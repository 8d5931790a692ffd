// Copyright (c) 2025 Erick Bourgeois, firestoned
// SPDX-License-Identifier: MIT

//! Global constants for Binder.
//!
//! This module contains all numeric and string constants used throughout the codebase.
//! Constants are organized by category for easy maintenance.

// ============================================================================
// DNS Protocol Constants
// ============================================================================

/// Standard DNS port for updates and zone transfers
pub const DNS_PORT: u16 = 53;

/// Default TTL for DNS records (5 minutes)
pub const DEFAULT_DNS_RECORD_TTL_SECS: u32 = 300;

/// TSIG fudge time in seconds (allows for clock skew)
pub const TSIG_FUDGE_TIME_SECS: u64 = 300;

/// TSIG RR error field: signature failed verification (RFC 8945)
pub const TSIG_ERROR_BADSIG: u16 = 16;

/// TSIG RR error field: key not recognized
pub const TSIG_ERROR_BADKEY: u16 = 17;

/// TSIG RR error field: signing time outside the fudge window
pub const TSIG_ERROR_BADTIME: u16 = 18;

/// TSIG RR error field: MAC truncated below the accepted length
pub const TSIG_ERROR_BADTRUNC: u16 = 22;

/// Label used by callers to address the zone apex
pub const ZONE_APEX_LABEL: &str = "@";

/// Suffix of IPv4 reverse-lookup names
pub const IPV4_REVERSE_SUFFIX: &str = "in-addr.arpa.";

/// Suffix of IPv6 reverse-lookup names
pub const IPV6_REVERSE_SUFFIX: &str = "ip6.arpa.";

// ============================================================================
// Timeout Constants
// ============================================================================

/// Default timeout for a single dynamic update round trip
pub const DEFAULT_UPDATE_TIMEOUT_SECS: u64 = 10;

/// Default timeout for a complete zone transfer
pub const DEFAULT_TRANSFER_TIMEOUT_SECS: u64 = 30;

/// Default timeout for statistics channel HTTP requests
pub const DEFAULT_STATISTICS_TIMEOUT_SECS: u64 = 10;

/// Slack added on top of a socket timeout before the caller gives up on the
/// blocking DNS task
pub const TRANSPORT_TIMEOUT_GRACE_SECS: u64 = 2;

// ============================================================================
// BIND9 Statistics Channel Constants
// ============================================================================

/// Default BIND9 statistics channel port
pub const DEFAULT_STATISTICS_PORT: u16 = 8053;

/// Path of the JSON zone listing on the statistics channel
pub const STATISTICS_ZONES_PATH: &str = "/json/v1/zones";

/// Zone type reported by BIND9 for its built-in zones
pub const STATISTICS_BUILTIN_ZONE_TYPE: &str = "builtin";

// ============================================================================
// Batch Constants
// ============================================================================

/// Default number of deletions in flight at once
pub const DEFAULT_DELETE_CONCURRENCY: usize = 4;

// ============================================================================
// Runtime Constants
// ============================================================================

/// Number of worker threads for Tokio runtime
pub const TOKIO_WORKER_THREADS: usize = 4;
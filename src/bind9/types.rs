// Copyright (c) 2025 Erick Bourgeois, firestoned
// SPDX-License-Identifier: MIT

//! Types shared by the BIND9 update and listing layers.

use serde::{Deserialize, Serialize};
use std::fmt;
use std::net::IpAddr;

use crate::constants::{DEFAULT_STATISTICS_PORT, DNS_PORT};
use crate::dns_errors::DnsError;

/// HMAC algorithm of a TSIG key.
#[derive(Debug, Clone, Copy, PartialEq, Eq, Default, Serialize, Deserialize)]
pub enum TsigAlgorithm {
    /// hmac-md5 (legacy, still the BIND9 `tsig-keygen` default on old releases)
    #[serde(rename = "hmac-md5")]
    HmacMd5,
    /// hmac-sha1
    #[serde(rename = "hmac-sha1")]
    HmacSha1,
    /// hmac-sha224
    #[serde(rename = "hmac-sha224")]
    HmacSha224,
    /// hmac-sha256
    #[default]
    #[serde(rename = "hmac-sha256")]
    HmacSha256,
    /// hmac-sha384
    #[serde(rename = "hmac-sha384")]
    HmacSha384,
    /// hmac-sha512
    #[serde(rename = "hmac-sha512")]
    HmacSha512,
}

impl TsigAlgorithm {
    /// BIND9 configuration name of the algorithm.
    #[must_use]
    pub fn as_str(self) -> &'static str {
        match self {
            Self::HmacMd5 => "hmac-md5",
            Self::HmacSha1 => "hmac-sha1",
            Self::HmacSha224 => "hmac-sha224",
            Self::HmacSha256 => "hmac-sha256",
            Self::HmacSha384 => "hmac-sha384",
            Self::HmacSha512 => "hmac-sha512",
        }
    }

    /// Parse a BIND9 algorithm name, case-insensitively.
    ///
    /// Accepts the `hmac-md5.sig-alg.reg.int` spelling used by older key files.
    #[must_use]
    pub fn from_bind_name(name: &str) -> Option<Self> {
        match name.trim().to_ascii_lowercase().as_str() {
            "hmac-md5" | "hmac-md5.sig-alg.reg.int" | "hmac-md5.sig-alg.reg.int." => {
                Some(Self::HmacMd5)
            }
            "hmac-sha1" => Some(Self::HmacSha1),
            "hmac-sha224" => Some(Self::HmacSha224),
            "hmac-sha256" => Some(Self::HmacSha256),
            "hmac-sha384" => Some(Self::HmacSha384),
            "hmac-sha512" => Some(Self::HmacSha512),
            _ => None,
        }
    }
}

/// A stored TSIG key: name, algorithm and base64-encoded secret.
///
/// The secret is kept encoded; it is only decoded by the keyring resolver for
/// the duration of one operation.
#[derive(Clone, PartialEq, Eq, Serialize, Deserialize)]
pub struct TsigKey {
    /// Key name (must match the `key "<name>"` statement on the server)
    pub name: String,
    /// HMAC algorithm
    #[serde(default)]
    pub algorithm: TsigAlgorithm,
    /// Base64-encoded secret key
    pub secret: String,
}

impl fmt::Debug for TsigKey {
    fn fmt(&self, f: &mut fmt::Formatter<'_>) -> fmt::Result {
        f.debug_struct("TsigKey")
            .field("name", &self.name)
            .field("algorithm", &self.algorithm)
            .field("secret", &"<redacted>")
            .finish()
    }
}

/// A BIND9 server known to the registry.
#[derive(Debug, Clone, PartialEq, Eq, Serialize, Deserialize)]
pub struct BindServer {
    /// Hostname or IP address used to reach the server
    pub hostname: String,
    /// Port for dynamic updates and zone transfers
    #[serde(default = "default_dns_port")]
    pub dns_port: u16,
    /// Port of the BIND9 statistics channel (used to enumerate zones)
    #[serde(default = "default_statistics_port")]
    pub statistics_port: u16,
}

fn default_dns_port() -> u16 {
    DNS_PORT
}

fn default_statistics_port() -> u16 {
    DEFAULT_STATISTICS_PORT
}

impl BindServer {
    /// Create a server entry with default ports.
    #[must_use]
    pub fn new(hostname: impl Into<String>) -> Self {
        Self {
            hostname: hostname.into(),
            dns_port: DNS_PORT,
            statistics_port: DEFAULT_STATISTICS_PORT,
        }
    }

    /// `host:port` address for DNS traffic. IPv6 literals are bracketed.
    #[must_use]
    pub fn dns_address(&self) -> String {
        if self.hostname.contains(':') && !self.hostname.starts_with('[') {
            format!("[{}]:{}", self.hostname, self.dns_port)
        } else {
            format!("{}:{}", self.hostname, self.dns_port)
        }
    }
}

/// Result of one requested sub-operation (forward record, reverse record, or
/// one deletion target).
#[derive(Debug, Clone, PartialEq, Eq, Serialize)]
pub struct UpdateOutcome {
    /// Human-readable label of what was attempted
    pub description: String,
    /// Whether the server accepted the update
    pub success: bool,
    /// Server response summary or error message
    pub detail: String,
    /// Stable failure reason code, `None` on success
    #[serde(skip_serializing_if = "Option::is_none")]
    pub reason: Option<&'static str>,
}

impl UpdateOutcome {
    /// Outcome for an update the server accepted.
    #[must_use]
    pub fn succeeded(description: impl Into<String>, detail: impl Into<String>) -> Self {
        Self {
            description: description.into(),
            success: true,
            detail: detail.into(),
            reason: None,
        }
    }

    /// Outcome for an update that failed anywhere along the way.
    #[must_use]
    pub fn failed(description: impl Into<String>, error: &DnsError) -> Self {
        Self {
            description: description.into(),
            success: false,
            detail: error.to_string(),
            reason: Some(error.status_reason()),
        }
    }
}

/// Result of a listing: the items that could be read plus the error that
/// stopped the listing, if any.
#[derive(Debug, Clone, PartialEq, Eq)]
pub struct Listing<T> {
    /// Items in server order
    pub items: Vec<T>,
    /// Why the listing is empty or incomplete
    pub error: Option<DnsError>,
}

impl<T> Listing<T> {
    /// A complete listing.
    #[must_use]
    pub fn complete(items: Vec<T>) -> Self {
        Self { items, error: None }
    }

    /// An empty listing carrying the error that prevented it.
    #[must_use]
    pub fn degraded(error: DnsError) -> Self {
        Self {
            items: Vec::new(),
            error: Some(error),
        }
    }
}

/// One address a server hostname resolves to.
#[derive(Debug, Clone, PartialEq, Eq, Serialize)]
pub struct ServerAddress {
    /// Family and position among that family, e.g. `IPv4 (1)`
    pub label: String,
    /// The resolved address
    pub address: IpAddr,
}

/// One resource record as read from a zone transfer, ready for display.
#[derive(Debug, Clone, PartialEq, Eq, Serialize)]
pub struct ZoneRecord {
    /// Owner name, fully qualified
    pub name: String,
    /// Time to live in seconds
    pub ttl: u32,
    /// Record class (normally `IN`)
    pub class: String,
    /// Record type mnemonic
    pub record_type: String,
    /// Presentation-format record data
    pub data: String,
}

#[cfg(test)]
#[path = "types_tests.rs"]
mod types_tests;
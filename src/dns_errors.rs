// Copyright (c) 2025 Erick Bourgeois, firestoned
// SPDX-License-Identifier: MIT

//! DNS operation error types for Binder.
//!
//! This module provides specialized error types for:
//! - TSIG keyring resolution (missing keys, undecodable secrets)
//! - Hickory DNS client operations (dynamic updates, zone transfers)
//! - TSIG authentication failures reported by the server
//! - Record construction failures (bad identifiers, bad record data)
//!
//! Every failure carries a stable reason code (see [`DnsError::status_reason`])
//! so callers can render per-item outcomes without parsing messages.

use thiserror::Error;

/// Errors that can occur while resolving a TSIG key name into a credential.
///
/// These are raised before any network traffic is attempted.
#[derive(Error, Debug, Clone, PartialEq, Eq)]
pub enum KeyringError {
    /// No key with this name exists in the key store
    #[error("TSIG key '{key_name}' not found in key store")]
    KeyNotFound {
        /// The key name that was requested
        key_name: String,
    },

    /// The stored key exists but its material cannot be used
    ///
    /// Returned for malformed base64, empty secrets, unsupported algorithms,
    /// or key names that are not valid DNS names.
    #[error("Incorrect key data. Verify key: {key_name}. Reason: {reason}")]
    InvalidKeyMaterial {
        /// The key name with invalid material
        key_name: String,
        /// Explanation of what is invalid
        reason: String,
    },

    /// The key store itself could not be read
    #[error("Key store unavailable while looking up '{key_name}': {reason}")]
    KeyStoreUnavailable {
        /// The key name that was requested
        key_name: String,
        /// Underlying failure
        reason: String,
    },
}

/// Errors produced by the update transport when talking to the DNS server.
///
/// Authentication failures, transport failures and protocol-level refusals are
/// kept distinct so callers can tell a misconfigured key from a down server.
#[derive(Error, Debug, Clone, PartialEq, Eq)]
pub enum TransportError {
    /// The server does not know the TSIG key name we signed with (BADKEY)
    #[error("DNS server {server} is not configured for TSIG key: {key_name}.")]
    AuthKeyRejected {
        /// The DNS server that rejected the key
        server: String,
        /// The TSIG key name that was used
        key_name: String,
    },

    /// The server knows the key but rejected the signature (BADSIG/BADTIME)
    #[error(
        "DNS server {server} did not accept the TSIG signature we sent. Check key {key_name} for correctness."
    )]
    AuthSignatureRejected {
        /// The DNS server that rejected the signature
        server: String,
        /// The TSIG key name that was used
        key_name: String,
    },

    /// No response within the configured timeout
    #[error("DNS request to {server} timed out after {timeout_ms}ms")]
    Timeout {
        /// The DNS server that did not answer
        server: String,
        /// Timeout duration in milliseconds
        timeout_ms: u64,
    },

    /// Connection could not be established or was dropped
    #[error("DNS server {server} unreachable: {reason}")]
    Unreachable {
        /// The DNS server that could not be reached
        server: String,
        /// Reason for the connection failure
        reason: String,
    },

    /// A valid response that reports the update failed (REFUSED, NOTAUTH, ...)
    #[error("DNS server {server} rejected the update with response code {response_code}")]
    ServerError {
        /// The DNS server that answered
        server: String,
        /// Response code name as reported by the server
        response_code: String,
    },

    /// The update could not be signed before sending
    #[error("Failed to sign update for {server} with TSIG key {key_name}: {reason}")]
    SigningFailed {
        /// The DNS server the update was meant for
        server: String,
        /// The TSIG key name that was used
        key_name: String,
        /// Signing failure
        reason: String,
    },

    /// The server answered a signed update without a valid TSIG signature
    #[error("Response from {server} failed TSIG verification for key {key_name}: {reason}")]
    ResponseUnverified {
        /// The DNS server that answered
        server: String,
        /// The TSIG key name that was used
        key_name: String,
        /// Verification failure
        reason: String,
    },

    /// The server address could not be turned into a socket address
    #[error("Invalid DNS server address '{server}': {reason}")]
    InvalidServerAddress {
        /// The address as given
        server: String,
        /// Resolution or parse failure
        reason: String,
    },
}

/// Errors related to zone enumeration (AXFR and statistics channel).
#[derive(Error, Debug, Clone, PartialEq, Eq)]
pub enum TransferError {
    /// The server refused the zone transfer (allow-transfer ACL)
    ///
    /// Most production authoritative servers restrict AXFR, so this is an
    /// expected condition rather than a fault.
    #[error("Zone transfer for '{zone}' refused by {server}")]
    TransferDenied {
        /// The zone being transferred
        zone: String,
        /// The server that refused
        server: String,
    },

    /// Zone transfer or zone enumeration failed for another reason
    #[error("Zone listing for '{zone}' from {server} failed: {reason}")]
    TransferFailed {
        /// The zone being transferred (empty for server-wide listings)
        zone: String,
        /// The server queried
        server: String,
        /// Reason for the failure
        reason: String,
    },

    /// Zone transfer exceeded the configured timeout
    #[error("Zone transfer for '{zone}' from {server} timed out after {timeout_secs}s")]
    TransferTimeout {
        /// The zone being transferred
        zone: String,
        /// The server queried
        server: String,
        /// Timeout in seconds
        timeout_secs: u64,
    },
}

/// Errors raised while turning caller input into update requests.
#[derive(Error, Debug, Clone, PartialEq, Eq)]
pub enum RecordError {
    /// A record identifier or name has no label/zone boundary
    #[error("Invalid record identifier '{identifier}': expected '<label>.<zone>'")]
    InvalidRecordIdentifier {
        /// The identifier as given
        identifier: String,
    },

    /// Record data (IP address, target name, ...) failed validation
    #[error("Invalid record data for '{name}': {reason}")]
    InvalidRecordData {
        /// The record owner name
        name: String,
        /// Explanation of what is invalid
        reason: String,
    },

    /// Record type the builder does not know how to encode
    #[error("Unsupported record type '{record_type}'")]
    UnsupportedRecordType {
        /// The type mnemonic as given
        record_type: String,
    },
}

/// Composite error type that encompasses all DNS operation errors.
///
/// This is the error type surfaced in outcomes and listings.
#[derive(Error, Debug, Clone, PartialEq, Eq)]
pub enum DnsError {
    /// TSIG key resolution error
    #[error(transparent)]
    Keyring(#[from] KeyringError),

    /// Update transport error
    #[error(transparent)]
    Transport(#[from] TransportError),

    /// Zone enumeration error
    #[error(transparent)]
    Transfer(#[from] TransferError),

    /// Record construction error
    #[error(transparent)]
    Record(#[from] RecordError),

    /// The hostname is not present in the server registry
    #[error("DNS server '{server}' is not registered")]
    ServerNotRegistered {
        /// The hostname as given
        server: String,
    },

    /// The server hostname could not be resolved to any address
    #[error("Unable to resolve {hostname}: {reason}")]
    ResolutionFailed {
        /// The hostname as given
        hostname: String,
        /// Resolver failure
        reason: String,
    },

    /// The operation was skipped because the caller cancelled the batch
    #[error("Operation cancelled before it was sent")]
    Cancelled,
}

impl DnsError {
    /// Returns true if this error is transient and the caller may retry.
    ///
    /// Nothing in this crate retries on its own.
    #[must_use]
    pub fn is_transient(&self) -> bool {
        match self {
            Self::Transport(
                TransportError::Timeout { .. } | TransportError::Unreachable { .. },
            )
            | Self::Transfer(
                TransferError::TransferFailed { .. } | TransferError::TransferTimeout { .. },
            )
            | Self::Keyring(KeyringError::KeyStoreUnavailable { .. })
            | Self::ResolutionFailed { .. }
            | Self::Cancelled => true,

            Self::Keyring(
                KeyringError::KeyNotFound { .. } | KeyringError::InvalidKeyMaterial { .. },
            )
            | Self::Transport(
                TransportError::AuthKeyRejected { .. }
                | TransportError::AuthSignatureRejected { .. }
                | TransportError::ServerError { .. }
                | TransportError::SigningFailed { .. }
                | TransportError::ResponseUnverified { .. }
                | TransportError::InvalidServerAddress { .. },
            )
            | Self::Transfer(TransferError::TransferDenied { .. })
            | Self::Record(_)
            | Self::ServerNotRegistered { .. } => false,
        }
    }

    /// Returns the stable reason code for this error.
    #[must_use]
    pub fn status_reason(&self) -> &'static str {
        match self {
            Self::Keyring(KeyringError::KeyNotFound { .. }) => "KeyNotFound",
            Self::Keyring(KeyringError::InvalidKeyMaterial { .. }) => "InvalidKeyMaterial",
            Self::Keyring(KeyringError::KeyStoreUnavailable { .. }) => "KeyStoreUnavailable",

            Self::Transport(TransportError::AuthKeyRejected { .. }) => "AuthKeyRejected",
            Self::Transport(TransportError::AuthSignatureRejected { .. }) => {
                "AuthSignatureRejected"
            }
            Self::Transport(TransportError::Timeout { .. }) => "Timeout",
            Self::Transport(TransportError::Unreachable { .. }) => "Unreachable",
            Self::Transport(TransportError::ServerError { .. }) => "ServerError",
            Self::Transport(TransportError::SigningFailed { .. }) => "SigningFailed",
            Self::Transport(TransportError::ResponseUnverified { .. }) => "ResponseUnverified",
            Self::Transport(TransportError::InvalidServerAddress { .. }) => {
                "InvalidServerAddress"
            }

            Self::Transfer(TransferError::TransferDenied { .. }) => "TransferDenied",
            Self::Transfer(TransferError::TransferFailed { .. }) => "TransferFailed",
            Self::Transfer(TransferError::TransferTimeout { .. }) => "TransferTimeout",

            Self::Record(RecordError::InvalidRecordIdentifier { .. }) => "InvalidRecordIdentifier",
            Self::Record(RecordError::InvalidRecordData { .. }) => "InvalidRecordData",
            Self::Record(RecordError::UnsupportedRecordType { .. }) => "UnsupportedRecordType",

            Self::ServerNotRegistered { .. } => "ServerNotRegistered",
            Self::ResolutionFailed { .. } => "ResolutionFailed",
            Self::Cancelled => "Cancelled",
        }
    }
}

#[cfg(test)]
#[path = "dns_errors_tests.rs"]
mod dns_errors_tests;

+-------+

What the answer needs is every line from the data above with "success" in it.

    pub success: bool,
    /// Stable failure reason code, `None` on success
            success: true,
            success: false,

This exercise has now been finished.